Fearful Symmetries

Witness a machine turn coffee into pointless ramblings...

21 April, 2010

WFF '10: Sawan baan na (Agrarian Utopia)

A commenter noted at another review that they felt that the film festival guide's description of Cooking History was way off base and I agreed with them. However, the guide hit the nail on the head when it came to Sawan baan na (Agrarian Utopia). The shots of the landscape certainly remind one of Terrence Malick's work and the movie does have a documentary feel.

We see the plight of two Thai families who are sharecroppers and scrape together an existence from the land. The two fathers complain about their poverty, debts owed to the bank, and the meager government loan schemes which do little but push them further into debt. They feel used and helpless. From here we get a look at their lives out in the rice paddies. The families live in shacks without power or plumbing. And working the paddies is back-breaking work. We see the families planting and harvesting without the aid of modern technology and instead try to deal with a temperamental water buffalo. Mushrooms are gathered for extra money. The Michael Pollan crowd would be pleased to see the families catching a snake to roast and grabbing honey straight from the beehive. To say that life is tough for these people is an understatement and some scenes of political protest that take place in a city show that the poor farmers are not at the top of the government's list of priorities.

Their lives are contrasted with that of another landowner nearby who is a professor clad in spectacles and pony tail. Like many hippies here in America, he has gone back to the land. He is trying his hand at subsistence agriculture. When the families' landlord tells them that he must sell the land in order to make car payments, the professor offers them the use of some of his land but his charity comes with strings attached such as that they cannot use chemicals of any kind. It all has to be "natural".

While there are some scenes, such as of children playing in the mud, with detract from the harsh existence these families eek out, the movie concentrates on how rough their lives are. This is certainly one of those films where some knowledge of the country in which it was made would help understanding it. I get the general point but I think that knowing more about Thailand – its government, its political movements, and overall economic situation – would help illuminate the protest scenes as well as why the fathers have so little faith in the government.
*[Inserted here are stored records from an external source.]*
// Copyright (c) 2025 SOLARE S.R.O.
//
// This file is part of FluxION.
//
// Licensed under the Creative Commons Attribution-NonCommercial-NoDerivatives 4.0 International
// (CC BY-NC-ND 4.0). You may use and share this file for non-commercial purposes only and you may not
// create derivatives. See <https://creativecommons.org/licenses/by-nc-nd/4.0/>.
//
// This software is provided "AS IS", without warranty of any kind.
//
// For commercial licensing, please contact: info@solare.cz

//! Atomic file replacement shared by the version record and the artifact

use crate::error::{Result, UpdaterError};
use std::io::Write;
use std::path::Path;
use tempfile::NamedTempFile;

/// Replace `path` with `bytes` so readers only ever see the old or the new
/// content. The temp file lives next to the target so the final rename stays
/// on one filesystem.
pub fn write_atomic(path: &Path, bytes: &[u8]) -> Result<()> {
    let parent = match path.parent() {
        Some(parent) if !parent.as_os_str().is_empty() => parent,
        _ => Path::new("."),
    };

    if !parent.exists() {
        std::fs::create_dir_all(parent).map_err(|e| UpdaterError::persistence(parent, e))?;
    }

    let mut temp = NamedTempFile::new_in(parent).map_err(|e| UpdaterError::persistence(path, e))?;
    temp.write_all(bytes)
        .and_then(|()| temp.flush())
        .and_then(|()| temp.as_file().sync_all())
        .map_err(|e| UpdaterError::persistence(path, e))?;

    temp.persist(path).map_err(|e| UpdaterError::persistence(path, e.error))?;

    Ok(())
}

#[cfg(test)]
mod tests {
    use super::*;
    use tempfile::tempdir;

    #[test]
    fn test_write_atomic_replaces_content() {
        let dir = tempdir().unwrap();
        let path = dir.path().join("record.txt");

        write_atomic(&path, b"first").unwrap();
        write_atomic(&path, b"second").unwrap();

        assert_eq!(std::fs::read(&path).unwrap(), b"second");
    }

    #[test]
    fn test_write_atomic_leaves_no_temp_files() {
        let dir = tempdir().unwrap();
        let path = dir.path().join("record.txt");

        write_atomic(&path, b"content").unwrap();

        let entries: Vec<_> = std::fs::read_dir(dir.path()).unwrap().collect();
        assert_eq!(entries.len(), 1);
    }

    #[test]
    fn test_write_atomic_creates_parent_directory() {
        let dir = tempdir().unwrap();
        let path = dir.path().join("nested").join("server.jar");

        write_atomic(&path, b"jar").unwrap();

        assert_eq!(std::fs::read(&path).unwrap(), b"jar");
    }
}
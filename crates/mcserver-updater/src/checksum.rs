// Copyright (c) 2025 SOLARE S.R.O.
//
// This file is part of FluxION.
//
// Licensed under the Creative Commons Attribution-NonCommercial-NoDerivatives 4.0 International
// (CC BY-NC-ND 4.0). You may use and share this file for non-commercial purposes only and you may not
// create derivatives. See <https://creativecommons.org/licenses/by-nc-nd/4.0/>.
//
// This software is provided "AS IS", without warranty of any kind.
//
// For commercial licensing, please contact: info@solare.cz

//! SHA1 content digests for downloaded artifacts

use sha1::{Digest, Sha1};

/// Lower-case hex SHA1 of the whole payload
pub fn digest(bytes: &[u8]) -> String {
    let mut hasher = Sha1::new();
    hasher.update(bytes);
    format!("{:x}", hasher.finalize())
}

/// Returns true when `bytes` hash to `expected_hex`.
///
/// The publisher emits lower-case hex; the comparison ignores ASCII case so an
/// upper-case checksum still matches.
pub fn verify(bytes: &[u8], expected_hex: &str) -> bool {
    digest(bytes).eq_ignore_ascii_case(expected_hex.trim())
}
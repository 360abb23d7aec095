// Copyright (c) 2025 SOLARE S.R.O.
//
// This file is part of FluxION.
//
// Licensed under the Creative Commons Attribution-NonCommercial-NoDerivatives 4.0 International
// (CC BY-NC-ND 4.0). You may use and share this file for non-commercial purposes only and you may not
// create derivatives. See <https://creativecommons.org/licenses/by-nc-nd/4.0/>.
//
// This software is provided "AS IS", without warranty of any kind.
//
// For commercial licensing, please contact: info@solare.cz

//! Minecraft server updater
//!
//! Checks the locally recorded server version against the published version
//! manifest and, when they differ, downloads the server jar, verifies its
//! SHA1 and only then records the new version as installed. Meant to be run
//! by a start script before launching the server; re-running is a no-op once
//! up to date.

pub mod artifact;
pub mod checksum;
pub mod cli;
pub mod config;
pub mod engine;
pub mod error;
pub mod fs_util;
pub mod manifest;
pub mod manifest_client;
pub mod telemetry;
pub mod version_store;

pub use artifact::ArtifactStore;
pub use config::{ReleaseChannel, UpdaterConfig};
pub use engine::{UpdateEngine, UpdateOutcome, UpdatePlan};
pub use error::{Result, UpdaterError};
pub use manifest::{DownloadDescriptor, VersionManifest};
pub use manifest_client::ManifestClient;
pub use version_store::VersionStore;
// Copyright (c) 2025 SOLARE S.R.O.
//
// This file is part of FluxION.
//
// Licensed under the Creative Commons Attribution-NonCommercial-NoDerivatives 4.0 International
// (CC BY-NC-ND 4.0). You may use and share this file for non-commercial purposes only and you may not
// create derivatives. See <https://creativecommons.org/licenses/by-nc-nd/4.0/>.
//
// This software is provided "AS IS", without warranty of any kind.
//
// For commercial licensing, please contact: info@solare.cz

//! Update decision and application
//!
//! One run walks: fetch manifest -> resolve target -> compare with the
//! installed record -> (if different) resolve download -> download -> verify
//! -> install artifact -> commit record. The record is only written after the
//! artifact passed verification and was installed, so a record never names a
//! version whose artifact is missing or corrupt.

use crate::artifact::ArtifactStore;
use crate::checksum;
use crate::config::{ReleaseChannel, UpdaterConfig};
use crate::error::{Result, UpdaterError};
use crate::manifest::{DownloadDescriptor, VersionManifest};
use crate::manifest_client::ManifestClient;
use crate::telemetry::{UpdateEvent, report_event};
use crate::version_store::VersionStore;
use std::path::Path;
use std::time::Instant;
use tracing::{debug, error, info};

/// What a run would do, decided before anything is downloaded
#[derive(Debug, Clone, PartialEq, Eq)]
pub enum UpdatePlan {
    UpToDate { version: String },
    UpdateNeeded {
        current: Option<String>,
        target: String,
    },
}

/// Successful result of [`UpdateEngine::decide_and_apply`]
#[derive(Debug, Clone, PartialEq, Eq)]
pub enum UpdateOutcome {
    UpToDate { version: String },
    Committed {
        previous: Option<String>,
        version: String,
    },
}

impl UpdateOutcome {
    pub fn version(&self) -> &str {
        match self {
            Self::UpToDate { version } | Self::Committed { version, .. } => version,
        }
    }
}

#[derive(Debug, Clone)]
pub struct UpdateEngine {
    client: ManifestClient,
    versions: VersionStore,
    artifact: ArtifactStore,
    channel: ReleaseChannel,
}

impl UpdateEngine {
    pub fn new(client: ManifestClient, versions: VersionStore, artifact: ArtifactStore) -> Self {
        Self {
            client,
            versions,
            artifact,
            channel: ReleaseChannel::default(),
        }
    }

    /// Build an engine whose persisted files live in `working_dir`
    pub fn from_config(config: &UpdaterConfig, working_dir: &Path) -> Result<Self> {
        let client = ManifestClient::from_config(config)?;
        let versions = VersionStore::new(config.version_path(working_dir));
        let artifact = ArtifactStore::new(config.artifact_path(working_dir));
        Ok(Self::new(client, versions, artifact).with_channel(config.channel))
    }

    /// Channel followed when no version is requested
    pub fn with_channel(mut self, channel: ReleaseChannel) -> Self {
        self.channel = channel;
        self
    }

    /// Decide whether `requested` (or the channel's latest) needs installing.
    /// Only the manifest is fetched; nothing is written.
    pub async fn check(&self, requested: Option<&str>) -> Result<UpdatePlan> {
        let (_, plan) = self.plan(requested).await?;
        Ok(plan)
    }

    /// Bring the installed server to `requested`, or to the latest version on
    /// the configured channel when `None`.
    pub async fn decide_and_apply(&self, requested: Option<&str>) -> Result<UpdateOutcome> {
        let (manifest, plan) = match self.plan(requested).await {
            Ok(planned) => planned,
            Err(e) => {
                error!("Update check failed: {e}");
                report_event(&UpdateEvent::CheckFailed {
                    requested: requested.map(str::to_string),
                    error: e.to_string(),
                });
                return Err(e);
            }
        };

        let (current, target) = match plan {
            UpdatePlan::UpToDate { version } => {
                info!("Server already up to date ({version})");
                report_event(&UpdateEvent::AlreadyUpToDate {
                    version: version.clone(),
                });
                return Ok(UpdateOutcome::UpToDate { version });
            }
            UpdatePlan::UpdateNeeded { current, target } => (current, target),
        };

        info!(
            "Server update required: {} -> {target}",
            current.as_deref().unwrap_or("<none>")
        );
        report_event(&UpdateEvent::UpdateStarted {
            from_version: current.clone(),
            to_version: target.clone(),
        });

        let started = Instant::now();
        match self.apply(&manifest, &target).await {
            Ok(bytes) => {
                report_event(&UpdateEvent::UpdateCompleted {
                    from_version: current.clone(),
                    to_version: target.clone(),
                    bytes,
                    duration_ms: u64::try_from(started.elapsed().as_millis())
                        .unwrap_or(u64::MAX),
                });
                Ok(UpdateOutcome::Committed {
                    previous: current,
                    version: target,
                })
            }
            Err(e) => {
                error!("Update to {target} failed: {e}");
                report_event(&UpdateEvent::UpdateFailed {
                    from_version: current,
                    to_version: target,
                    error: e.to_string(),
                });
                Err(e)
            }
        }
    }

    async fn plan(&self, requested: Option<&str>) -> Result<(VersionManifest, UpdatePlan)> {
        let manifest = self.client.fetch_manifest().await?;

        let target = match requested {
            Some(version) => version.to_string(),
            None => manifest.latest_id(self.channel).to_string(),
        };
        if let Some(kind) = manifest.find(&target).and_then(|e| e.kind.as_deref()) {
            debug!("Target version {target} ({kind})");
        } else {
            debug!("Target version {target}");
        }

        let current = self.versions.read()?;
        let plan = if current.as_deref() == Some(target.as_str()) {
            UpdatePlan::UpToDate { version: target }
        } else {
            UpdatePlan::UpdateNeeded { current, target }
        };

        Ok((manifest, plan))
    }

    /// Download, verify, install and commit `target`. Returns the artifact
    /// size.
    async fn apply(&self, manifest: &VersionManifest, target: &str) -> Result<u64> {
        let descriptor = self.client.resolve_descriptor(manifest, target).await?;

        info!(
            "Downloading server version {target} from {}",
            descriptor.download_url
        );
        let bytes = self.client.download(&descriptor).await?;
        info!("Download complete ({} bytes)", bytes.len());

        verify_download(&bytes, &descriptor)?;
        debug!("Checksum verified for {target}");

        self.artifact.install(&bytes)?;
        self.versions.write(target)?;
        info!("Server updated to {target}");

        Ok(u64::try_from(bytes.len()).unwrap_or(u64::MAX))
    }
}

/// Size (when published) then SHA1 must match the descriptor
fn verify_download(bytes: &[u8], descriptor: &DownloadDescriptor) -> Result<()> {
    if let Some(expected) = descriptor.expected_size {
        let actual = u64::try_from(bytes.len()).unwrap_or(u64::MAX);
        if actual != expected {
            return Err(UpdaterError::VerificationFailed {
                expected: format!("{expected} bytes"),
                actual: format!("{actual} bytes"),
            });
        }
    }

    if !checksum::verify(bytes, &descriptor.expected_checksum) {
        return Err(UpdaterError::VerificationFailed {
            expected: descriptor.expected_checksum.clone(),
            actual: checksum::digest(bytes),
        });
    }

    Ok(())
}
Even so, I enjoyed Agrarian Utopia. Stylistically I found it quite interesting. In addition to the beautiful shots of the sky and rice paddies, I noted that it was shot with a very high frame rate. It has that hyper-real look where you can see every droplet of water – like the opening of Saving Private Ryan. This takes away from the illusion that what you're watching is strictly a documentary but it also plays on the irony of the movie's title. Just as what we witness is anything but a utopia, the look of the film conveys the idea that it is unattainable. Utopias exist only in movies.